Stored items
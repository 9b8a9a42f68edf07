//! Runtime value types shared by queries, bind parameters, and result rows.

use chrono::{DateTime, SecondsFormat, Utc};
use serde::{Deserialize, Serialize};

/// A runtime scalar value.
///
/// This enum represents everything that can cross the engine boundary: bind
/// parameters, raw column values coming back from the datastore, property
/// defaults, and hydrated property values. It maps to the storage types
/// defined in the schema catalog.
#[derive(Debug, Clone, PartialEq, Serialize, Deserialize)]
pub enum Value {
    /// Null value.
    Null,
    /// Boolean value.
    Bool(bool),
    /// 64-bit signed integer.
    Int(i64),
    /// 64-bit floating point.
    Float(f64),
    /// UTF-8 string.
    String(String),
    /// Binary data.
    Bytes(Vec<u8>),
    /// Timestamp as microseconds since Unix epoch.
    Timestamp(i64),
}

/// A single result row: ordered column-alias to raw value.
pub type Row = Vec<(String, Value)>;

impl Value {
    /// Check if this value is null.
    pub fn is_null(&self) -> bool {
        matches!(self, Value::Null)
    }

    /// Try to get as bool.
    pub fn as_bool(&self) -> Option<bool> {
        match self {
            Value::Bool(b) => Some(*b),
            _ => None,
        }
    }

    /// Try to get as i64.
    pub fn as_i64(&self) -> Option<i64> {
        match self {
            Value::Int(i) => Some(*i),
            _ => None,
        }
    }

    /// Try to get as f64.
    pub fn as_f64(&self) -> Option<f64> {
        match self {
            Value::Float(f) => Some(*f),
            Value::Int(i) => Some(*i as f64),
            _ => None,
        }
    }

    /// Try to get as string reference.
    pub fn as_str(&self) -> Option<&str> {
        match self {
            Value::String(s) => Some(s),
            _ => None,
        }
    }

    /// Try to get as bytes reference.
    pub fn as_bytes(&self) -> Option<&[u8]> {
        match self {
            Value::Bytes(b) => Some(b),
            _ => None,
        }
    }

    /// Try to get as timestamp (microseconds since Unix epoch).
    pub fn as_timestamp(&self) -> Option<i64> {
        match self {
            Value::Timestamp(t) => Some(*t),
            _ => None,
        }
    }

    /// Convert a JSON value into a runtime value.
    ///
    /// Arrays and objects have no scalar representation and return `None`.
    pub fn from_json(value: &serde_json::Value) -> Option<Value> {
        match value {
            serde_json::Value::Null => Some(Value::Null),
            serde_json::Value::Bool(b) => Some(Value::Bool(*b)),
            serde_json::Value::Number(n) => {
                if let Some(i) = n.as_i64() {
                    Some(Value::Int(i))
                } else {
                    n.as_f64().map(Value::Float)
                }
            }
            serde_json::Value::String(s) => Some(Value::String(s.clone())),
            serde_json::Value::Array(_) | serde_json::Value::Object(_) => None,
        }
    }

    /// Convert this value into its JSON representation.
    ///
    /// Timestamps render as RFC 3339 text, bytes as a hex string.
    pub fn to_json(&self) -> serde_json::Value {
        match self {
            Value::Null => serde_json::Value::Null,
            Value::Bool(b) => serde_json::Value::Bool(*b),
            Value::Int(i) => serde_json::Value::Number((*i).into()),
            Value::Float(f) => serde_json::Number::from_f64(*f)
                .map(serde_json::Value::Number)
                .unwrap_or(serde_json::Value::Null),
            Value::String(s) => serde_json::Value::String(s.clone()),
            Value::Bytes(b) => serde_json::Value::String(hex::encode(b)),
            Value::Timestamp(t) => serde_json::Value::String(format_timestamp(*t)),
        }
    }
}

impl std::fmt::Display for Value {
    fn fmt(&self, f: &mut std::fmt::Formatter<'_>) -> std::fmt::Result {
        match self {
            Value::Null => write!(f, ""),
            Value::Bool(b) => write!(f, "{b}"),
            Value::Int(i) => write!(f, "{i}"),
            Value::Float(v) => write!(f, "{v}"),
            Value::String(s) => write!(f, "{s}"),
            Value::Bytes(b) => write!(f, "{}", hex::encode(b)),
            Value::Timestamp(t) => write!(f, "{}", format_timestamp(*t)),
        }
    }
}

/// Format a microsecond timestamp as RFC 3339 text.
pub(crate) fn format_timestamp(micros: i64) -> String {
    match DateTime::<Utc>::from_timestamp_micros(micros) {
        Some(dt) => dt.to_rfc3339_opts(SecondsFormat::Micros, true),
        None => micros.to_string(),
    }
}

/// Current time as microseconds since Unix epoch.
pub(crate) fn current_timestamp() -> i64 {
    use std::time::{SystemTime, UNIX_EPOCH};
    SystemTime::now()
        .duration_since(UNIX_EPOCH)
        .map(|d| d.as_micros() as i64)
        .unwrap_or(0)
}

// Conversion implementations
impl From<bool> for Value {
    fn from(v: bool) -> Self {
        Value::Bool(v)
    }
}

impl From<i32> for Value {
    fn from(v: i32) -> Self {
        Value::Int(v as i64)
    }
}

impl From<i64> for Value {
    fn from(v: i64) -> Self {
        Value::Int(v)
    }
}

impl From<f64> for Value {
    fn from(v: f64) -> Self {
        Value::Float(v)
    }
}

impl From<String> for Value {
    fn from(v: String) -> Self {
        Value::String(v)
    }
}

impl From<&str> for Value {
    fn from(v: &str) -> Self {
        Value::String(v.to_string())
    }
}

impl From<Vec<u8>> for Value {
    fn from(v: Vec<u8>) -> Self {
        Value::Bytes(v)
    }
}

impl<T: Into<Value>> From<Option<T>> for Value {
    fn from(v: Option<T>) -> Self {
        match v {
            Some(val) => val.into(),
            None => Value::Null,
        }
    }
}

REQUIRED ACTION:
Beginning at the line that holds "impl From<String> for", reproduce the lines exactly up to and including the final line of the entries.

TASK SOLUTION:
impl From<String> for Value {
    fn from(v: String) -> Self {
        Value::String(v)
    }
}

impl From<&str> for Value {
    fn from(v: &str) -> Self {
        Value::String(v.to_string())
    }
}

impl From<Vec<u8>> for Value {
    fn from(v: Vec<u8>) -> Self {
        Value::Bytes(v)
    }
}

impl<T: Into<Value>> From<Option<T>> for Value {
    fn from(v: Option<T>) -> Self {
        match v {
            Some(val) => val.into(),
            None => Value::Null,
        }
    }
}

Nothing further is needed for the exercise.